Tying up loose ends before...
SPAIN!
The edge of the known world can be found in your kitchen, if you want it to be. Or in your bed. Or during your commute. Every day, there is something new to experience. And if there isn't, shrug and make a margarita.
Saturday, June 29, 2013
Friday, June 28, 2013
Locked and Loaded
A scorcher today: 102
degrees.
Regarding the rental property, it turns out that I AM cut
out for this. Well, not exactly; but I
think I can make it work. I think I can
learn to be good at it. I managed to
figure out a rent that I hope the downstairs tenants can afford, but I am not
going to risk renting the upstairs to them.

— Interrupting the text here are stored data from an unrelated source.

//! Backends the timeline store can talk to.
//!
//! The store only needs the gateway and the moment store operations; this
//! trait is the seam between it and wherever those live.

use std::sync::Arc;

use async_trait::async_trait;

use crate::db::{self, DbPool};
use crate::models::{Collection, Membership, Moment, NewMoment};
use crate::services::{GenerationRequest, ImageGateway};
use crate::{AppState, Result};

#[async_trait]
pub trait TimelineBackend: Send + Sync {
    /// Generate an image and return it as a `data:` URI.
    async fn generate_image(&self, request: &GenerationRequest) -> Result<String>;

    async fn insert_moment(&self, moment: NewMoment) -> Result<Moment>;

    /// All moments, newest first.
    async fn list_moments(&self) -> Result<Vec<Moment>>;

    async fn delete_moment(&self, id: &str) -> Result<()>;

    /// All collections, newest first.
    async fn list_collections(&self) -> Result<Vec<Collection>>;

    async fn count_collections(&self) -> Result<i64>;

    async fn create_collection(&self, name: &str, description: Option<&str>)
        -> Result<Collection>;

    async fn list_moment_collection_ids(&self, moment_id: &str) -> Result<Vec<String>>;

    async fn list_collection_moment_ids(&self, collection_id: &str) -> Result<Vec<String>>;

    async fn is_member(&self, moment_id: &str, collection_id: &str) -> Result<bool>;

    async fn set_membership(
        &self,
        moment_id: &str,
        collection_id: &str,
        present: bool,
    ) -> Result<Membership>;
}

/// In-process backend calling the database and gateway directly.
#[derive(Clone)]
pub struct LocalBackend {
    db: DbPool,
    images: Arc<ImageGateway>,
}

impl LocalBackend {
    pub fn new(db: DbPool, images: Arc<ImageGateway>) -> Self {
        Self { db, images }
    }
}

impl From<&AppState> for LocalBackend {
    fn from(state: &AppState) -> Self {
        Self::new(state.db.clone(), state.images.clone())
    }
}

#[async_trait]
impl TimelineBackend for LocalBackend {
    async fn generate_image(&self, request: &GenerationRequest) -> Result<String> {
        self.images.generate(request).await
    }

    async fn insert_moment(&self, moment: NewMoment) -> Result<Moment> {
        db::create_moment(&self.db, moment).await
    }

    async fn list_moments(&self) -> Result<Vec<Moment>> {
        db::list_moments(&self.db).await
    }

    async fn delete_moment(&self, id: &str) -> Result<()> {
        db::delete_moment(&self.db, id).await
    }

    async fn list_collections(&self) -> Result<Vec<Collection>> {
        db::list_collections(&self.db).await
    }

    async fn count_collections(&self) -> Result<i64> {
        db::count_collections(&self.db).await
    }

    async fn create_collection(
        &self,
        name: &str,
        description: Option<&str>,
    ) -> Result<Collection> {
        db::create_collection(&self.db, name, description).await
    }

    async fn list_moment_collection_ids(&self, moment_id: &str) -> Result<Vec<String>> {
        db::list_collection_ids_for_moment(&self.db, moment_id).await
    }

    async fn list_collection_moment_ids(&self, collection_id: &str) -> Result<Vec<String>> {
        db::list_moment_ids_for_collection(&self.db, collection_id).await
    }

    async fn is_member(&self, moment_id: &str, collection_id: &str) -> Result<bool> {
        db::is_member(&self.db, moment_id, collection_id).await
    }

    async fn set_membership(
        &self,
        moment_id: &str,
        collection_id: &str,
        present: bool,
    ) -> Result<Membership> {
        db::set_membership(&self.db, moment_id, collection_id, present).await
    }
}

The wife (let’s call her Cheyenne – I think she’s going to be with us
for a while) texted me today to say that I need to fix the air conditioning, because
it is so hot in the unit. I gently but
firmly reminded her that there IS no air conditioning. She is living in an un-air conditioned
house. Nothing for me to fix. She knows this, so I don’t know why she is
asking me. She told me she was angry at
the previous owner because he told her there was air conditioning, when there
isn’t. I’m bummed about it, too; but
that kind of an improvement is an investment that will need to be saved
for. I then reminded her that, since we
were doing a month-to month agreement rather than a lease, she had a lot of freedom
to look for a nicer place if that was her choice.
The heat really was a bitch today. I am going over there to do their rental
agreement tomorrow, and I plan to take hoses and a sprinkler with me. I will tell her that it is not her job to
care for the lawn, and I don’t expect her to.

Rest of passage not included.